The highlight of our summer vaccination efforts was seeing widespread support for the vaccine as Chad moved into the second phase of introduction. The ten-day campaign sought to vaccinate around 3 million Chadians between the ages of 1 and 29 years. Dedicated immunization staff worked into the evening—and even into the night—to allow field laborers, fishermen, and day-time workers to get vaccinated.
Preparations for the next round of vaccination campaigns continue to advance smoothly. Stay tuned for another update on the MenAfriVac™ roll-out this fall.
With 54.6 million young Africans now vaccinated against deadly meningitis A in six countries, the Meningitis Vaccine Project—a partnership between PATH and the World Health Organization—has plans under way to reach four new countries with the MenAfriVac™ vaccine by the end of 2012.
Benin, Ghana, Senegal, and Sudan are preparing for their first round of vaccination campaigns to be held later this year. Cameroon, Chad, and Nigeria are preparing for the second phase of their vaccination campaigns after the successful launch of MenAfriVac™ in those countries in December 2011. Burkina Faso, Mali, and Niger completed their national vaccination programs in 2010 and 2011.
Each campaign brings us closer to our goal—eliminating epidemic meningitis as a public health problem in sub-Saharan Africa. To date, there have been no reported cases of group A meningococcal meningitis among individuals who received the vaccine. In countries that have introduced MenAfriVac™ at large scale, scientists continue to monitor meningitis activity and vaccine effectiveness.
Building on these successes, clinical trials in The Gambia, Ghana, Mali, and Senegal are helping to build the evidence base for the safe use of MenAfriVac™ and to investigate the level and duration of the protection it offers against disease. These data will also be important in future efforts to seek regulatory approval for the vaccine to be used in infants. This, in turn, would open the door to integrating the vaccine into routine childhood vaccination schedules.
By 2016, it is expected that 320 million people in 25 African countries will have received this lifesaving vaccine.

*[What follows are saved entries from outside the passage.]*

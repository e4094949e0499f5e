use std::time::Duration;

use async_trait::async_trait;
use serde_json::Value;
use teloxide::payloads::{
    CopyMessageSetters, CreateForumTopicSetters, EditForumTopicSetters, SendMessageSetters,
};
use teloxide::requests::Requester;
use teloxide::types::{ChatId, MessageId, ThreadId, UserId};
use teloxide::Bot;
use tracing::debug;

use crate::error::Result;

/// The method names the core actually drives. Everything else about the
/// wire format is opaque to the coordinator and conversation state machine.
#[derive(Debug, Clone, Copy, PartialEq, Eq)]
pub enum Method {
    GetMe,
    CreateForumTopic,
    EditForumTopic,
    SendMessage,
    CopyMessage,
    GetChat,
    GetChatMember,
}

impl Method {
    pub fn as_str(&self) -> &'static str {
        match self {
            Method::GetMe => "getMe",
            Method::CreateForumTopic => "createForumTopic",
            Method::EditForumTopic => "editForumTopic",
            Method::SendMessage => "sendMessage",
            Method::CopyMessage => "copyMessage",
            Method::GetChat => "getChat",
            Method::GetChatMember => "getChatMember",
        }
    }
}

/// Outcome of an outbound call, used by the coordinator and C9 to decide
/// retry vs. recovery vs. bot-errored handling.
#[derive(Debug)]
pub enum CallOutcome {
    Ok(Value),
    RateLimited { retry_after_secs: u64 },
    Unauthorized,
    TopicNotFound,
    Transient(String),
}

/// Typed parameters for each method, decoded from the opaque `params` value
/// the coordinator/conversation layer passes in.
#[derive(Debug, serde::Serialize, serde::Deserialize)]
pub struct CreateForumTopicParams {
    pub chat_id: i64,
    pub name: String,
}

#[derive(Debug, serde::Serialize, serde::Deserialize)]
pub struct EditForumTopicParams {
    pub chat_id: i64,
    pub message_thread_id: i32,
    pub name: String,
}

#[derive(Debug, serde::Serialize, serde::Deserialize)]
pub struct SendMessageParams {
    pub chat_id: i64,
    pub text: String,
    #[serde(default)]
    pub message_thread_id: Option<i32>,
}

#[derive(Debug, serde::Serialize, serde::Deserialize)]
pub struct CopyMessageParams {
    pub chat_id: i64,
    pub from_chat_id: i64,
    pub message_id: i32,
    #[serde(default)]
    pub message_thread_id: Option<i32>,
}

#[derive(Debug, serde::Serialize, serde::Deserialize)]
pub struct GetChatParams {
    pub chat_id: i64,
}

#[derive(Debug, serde::Serialize, serde::Deserialize)]
pub struct GetChatMemberParams {
    pub chat_id: i64,
    pub user_id: i64,
}

/// The opaque outbound RPC surface: `call(bot_token, method, params)`. One
/// production implementation wraps `teloxide::Bot`; tests use a stub
/// implementing the same trait.
#[async_trait]
pub trait PlatformClient: Send + Sync {
    async fn call(&self, bot_token: &str, method: Method, params: Value) -> Result<CallOutcome>;
}

pub struct TeloxideClient {
    call_timeout: Duration,
}

impl Default for TeloxideClient {
    fn default() -> Self {
        Self { call_timeout: Duration::from_secs(30) }
    }
}

impl TeloxideClient {
    pub fn new(call_timeout: Duration) -> Self {
        Self { call_timeout }
    }
}

#[async_trait]
impl PlatformClient for TeloxideClient {
    async fn call(&self, bot_token: &str, method: Method, params: Value) -> Result<CallOutcome> {
        let bot = Bot::new(bot_token);
        debug!(method = method.as_str(), "dispatching platform call");

        let fut: std::pin::Pin<Box<dyn std::future::Future<Output = Result<Value>> + Send>> = match method {
            Method::GetMe => {
                let bot = bot.clone();
                Box::pin(async move {
                    let me = bot.get_me().await.map_err(teloxide_err)?;
                    Ok(serde_json::to_value(me).unwrap_or(Value::Null))
                })
            }
            Method::CreateForumTopic => {
                let p: CreateForumTopicParams = serde_json::from_value(params)?;
                let bot = bot.clone();
                Box::pin(async move {
                    let topic = bot.create_forum_topic(ChatId(p.chat_id), p.name, 0, "").await.map_err(teloxide_err)?;
                    Ok(serde_json::to_value(topic).unwrap_or(Value::Null))
                })
            }
            Method::EditForumTopic => {
                let p: EditForumTopicParams = serde_json::from_value(params)?;
                let bot = bot.clone();
                Box::pin(async move {
                    bot.edit_forum_topic(ChatId(p.chat_id), ThreadId(MessageId(p.message_thread_id)))
                        .name(p.name)
                        .await
                        .map_err(teloxide_err)?;
                    Ok(Value::Bool(true))
                })
            }
            Method::SendMessage => {
                let p: SendMessageParams = serde_json::from_value(params)?;
                let bot = bot.clone();
                Box::pin(async move {
                    let mut req = bot.send_message(ChatId(p.chat_id), p.text);
                    if let Some(thread_id) = p.message_thread_id {
                        req = req.message_thread_id(ThreadId(MessageId(thread_id)));
                    }
                    let msg = req.await.map_err(teloxide_err)?;
                    Ok(serde_json::to_value(msg).unwrap_or(Value::Null))
                })
            }
            Method::CopyMessage => {
                let p: CopyMessageParams = serde_json::from_value(params)?;
                let bot = bot.clone();
                Box::pin(async move {
                    let mut req = bot.copy_message(ChatId(p.chat_id), ChatId(p.from_chat_id), MessageId(p.message_id));
                    if let Some(thread_id) = p.message_thread_id {
                        req = req.message_thread_id(ThreadId(MessageId(thread_id)));
                    }
                    let copied = req.await.map_err(teloxide_err)?;
                    Ok(serde_json::to_value(copied).unwrap_or(Value::Null))
                })
            }
            Method::GetChat => {
                let p: GetChatParams = serde_json::from_value(params)?;
                let bot = bot.clone();
                Box::pin(async move {
                    let chat = bot.get_chat(ChatId(p.chat_id)).await.map_err(teloxide_err)?;
                    Ok(serde_json::to_value(chat).unwrap_or(Value::Null))
                })
            }
            Method::GetChatMember => {
                let p: GetChatMemberParams = serde_json::from_value(params)?;
                let bot = bot.clone();
                Box::pin(async move {
                    let member = bot.get_chat_member(ChatId(p.chat_id), UserId(p.user_id as u64)).await.map_err(teloxide_err)?;
                    Ok(serde_json::to_value(member).unwrap_or(Value::Null))
                })
            }
        };

        match tokio::time::timeout(self.call_timeout, fut).await {
            Err(_) => Ok(CallOutcome::Transient("request timed out".to_string())),
            Ok(Err(e)) => Ok(classify_error(&e)),
            Ok(Ok(value)) => Ok(CallOutcome::Ok(value)),
        }
    }
}

/// Preserves the real `Retry-After` duration Telegram sent on a 429 before
/// anything downstream stringifies the error and loses it.
fn teloxide_err(e: teloxide::RequestError) -> crate::error::BridgeError {
    if let teloxide::RequestError::RetryAfter(secs) = &e {
        return crate::error::BridgeError::RateLimited { retry_after_secs: secs.duration().as_secs() };
    }
    crate::error::BridgeError::Platform(e.to_string())
}

fn classify_error(err: &crate::error::BridgeError) -> CallOutcome {
    if let crate::error::BridgeError::RateLimited { retry_after_secs } = err {
        return CallOutcome::RateLimited { retry_after_secs: *retry_after_secs };
    }
    let msg = err.to_string();
    let lower = msg.to_lowercase();
    if lower.contains("429") || lower.contains("too many requests") {
        // fallback for a 429 that didn't arrive as a typed RetryAfter
        CallOutcome::RateLimited { retry_after_secs: 60 }
    } else if lower.contains("401") || lower.contains("unauthorized") {
        CallOutcome::Unauthorized
    } else if lower.contains("topic") && lower.contains("not found") {
        CallOutcome::TopicNotFound
    } else if lower.contains("thread_not_found") {
        CallOutcome::TopicNotFound
    } else {
        CallOutcome::Transient(msg)
    }
}
use std::collections::HashMap;
use std::sync::Arc;
use std::time::{Duration, Instant};

use async_trait::async_trait;
use tokio::sync::Mutex;

use super::Kv;
use crate::error::Result;

struct Entry {
    value: String,
    expires_at: Option<Instant>,
}

impl Entry {
    fn is_expired(&self) -> bool {
        self.expires_at.map(|at| Instant::now() >= at).unwrap_or(false)
    }
}

/// In-memory fallback used when the shared KV is unreachable: plain
/// mutex-guarded maps with lazy expiry checked on access, plus a periodic
/// sweeper.
#[derive(Clone)]
pub struct LocalKv {
    entries: Arc<Mutex<HashMap<String, Entry>>>,
}

impl Default for LocalKv {
    fn default() -> Self {
        Self::new()
    }
}

impl LocalKv {
    pub fn new() -> Self {
        Self { entries: Arc::new(Mutex::new(HashMap::new())) }
    }

    pub fn spawn_sweeper(&self, interval: Duration) {
        let entries = self.entries.clone();
        tokio::spawn(async move {
            let mut ticker = tokio::time::interval(interval);
            loop {
                ticker.tick().await;
                let mut guard = entries.lock().await;
                guard.retain(|_, e| !e.is_expired());
            }
        });
    }
}

#[async_trait]
impl Kv for LocalKv {
    async fn set_nx(&self, key: &str, value: &str, ttl: Duration) -> Result<bool> {
        let mut entries = self.entries.lock().await;
        if let Some(existing) = entries.get(key) {
            if !existing.is_expired() {
                return Ok(false);
            }
        }
        entries.insert(key.to_string(), Entry { value: value.to_string(), expires_at: Some(Instant::now() + ttl) });
        Ok(true)
    }

    async fn compare_delete(&self, key: &str, expected: &str) -> Result<bool> {
        let mut entries = self.entries.lock().await;
        match entries.get(key) {
            Some(e) if !e.is_expired() && e.value == expected => {
                entries.remove(key);
                Ok(true)
            }
            _ => Ok(false),
        }
    }

    async fn extend(&self, key: &str, expected: &str, ttl: Duration) -> Result<bool> {
        let mut entries = self.entries.lock().await;
        match entries.get_mut(key) {
            Some(e) if !e.is_expired() && e.value == expected => {
                e.expires_at = Some(Instant::now() + ttl);
                Ok(true)
            }
            _ => Ok(false),
        }
    }

    async fn get(&self, key: &str) -> Result<Option<String>> {
        let entries = self.entries.lock().await;
        Ok(entries.get(key).filter(|e| !e.is_expired()).map(|e| e.value.clone()))
    }

    async fn set(&self, key: &str, value: &str, ttl: Option<Duration>) -> Result<()> {
        let mut entries = self.entries.lock().await;
        entries.insert(key.to_string(), Entry { value: value.to_string(), expires_at: ttl.map(|d| Instant::now() + d) });
        Ok(())
    }

    async fn delete(&self, key: &str) -> Result<()> {
        self.entries.lock().await.remove(key);
        Ok(())
    }

    async fn incr_with_ttl(&self, key: &str, ttl: Duration) -> Result<i64> {
        let mut entries = self.entries.lock().await;
        let count = match entries.get(key) {
            Some(e) if !e.is_expired() => e.value.parse::<i64>().unwrap_or(0) + 1,
            _ => 1,
        };
        let expires_at = match entries.get(key) {
            Some(e) if !e.is_expired() => e.expires_at,
            _ => Some(Instant::now() + ttl),
        };
        entries.insert(key.to_string(), Entry { value: count.to_string(), expires_at });
        Ok(count)
    }
}

#[cfg(test)]
mod tests {
    use super::*;

    #[tokio::test]
    async fn set_nx_only_succeeds_once() {
        let kv = LocalKv::new();
        assert!(kv.set_nx("k", "a", Duration::from_secs(5)).await.unwrap());
        assert!(!kv.set_nx("k", "b", Duration::from_secs(5)).await.unwrap());
    }

    #[tokio::test]
    async fn compare_delete_requires_matching_token() {
        let kv = LocalKv::new();
        kv.set_nx("lock", "tok1", Duration::from_secs(5)).await.unwrap();
        assert!(!kv.compare_delete("lock", "tok2").await.unwrap());
        assert!(kv.compare_delete("lock", "tok1").await.unwrap());
    }

    #[tokio::test]
    async fn incr_with_ttl_accumulates() {
        let kv = LocalKv::new();
        assert_eq!(kv.incr_with_ttl("c", Duration::from_secs(1)).await.unwrap(), 1);
        assert_eq!(kv.incr_with_ttl("c", Duration::from_secs(1)).await.unwrap(), 2);
    }
}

Over the next decade, MenAfriVac™ has the potential to prevent 1 million cases of illness and save 150,000 lives and $300 million in medical costs.
At the end of 2011, we celebrated the launch of MenAfriVac™ in a new group of countries and the successful completion of vaccine introduction in the original three.
As planned, in December 2011, Cameroon, Chad, and Nigeria became the fourth, fifth, and sixth countries in the African meningitis belt to introduce the new meningitis vaccine. All told, more than 20 million were protected: 15 million in Nigeria, 4 million in Cameroon, and 1.8 million in Chad.
Mali and Niger, both part of the historic launch of the vaccine in December 2010, successfully completed their phased approach to introduction. Both countries achieved coverage rates higher than 90 percent nationwide in the target age group (1 to 29 years old, the age of greatest risk). With help from Doctors Without Borders, Mali alone vaccinated more than 6 million people who did not receive the vaccine’s protection during the first round.
Results are highly promising: As 2011 came to an end, not a single case of group A meningococcal meningitis has been reported among the almost 20 million people who were vaccinated during the 2010 launch. All countries will continue to monitor and document the vaccine’s effectiveness.
What’s next? Cameroon, Chad, and Nigeria will continue their own phased introductions—hopefully, with equally impressive coverage rates—in 2012 and 2013. The three countries will conduct in-depth campaign evaluations in early 2012 to fine-tune their immunization strategies and prepare for the next phase of work.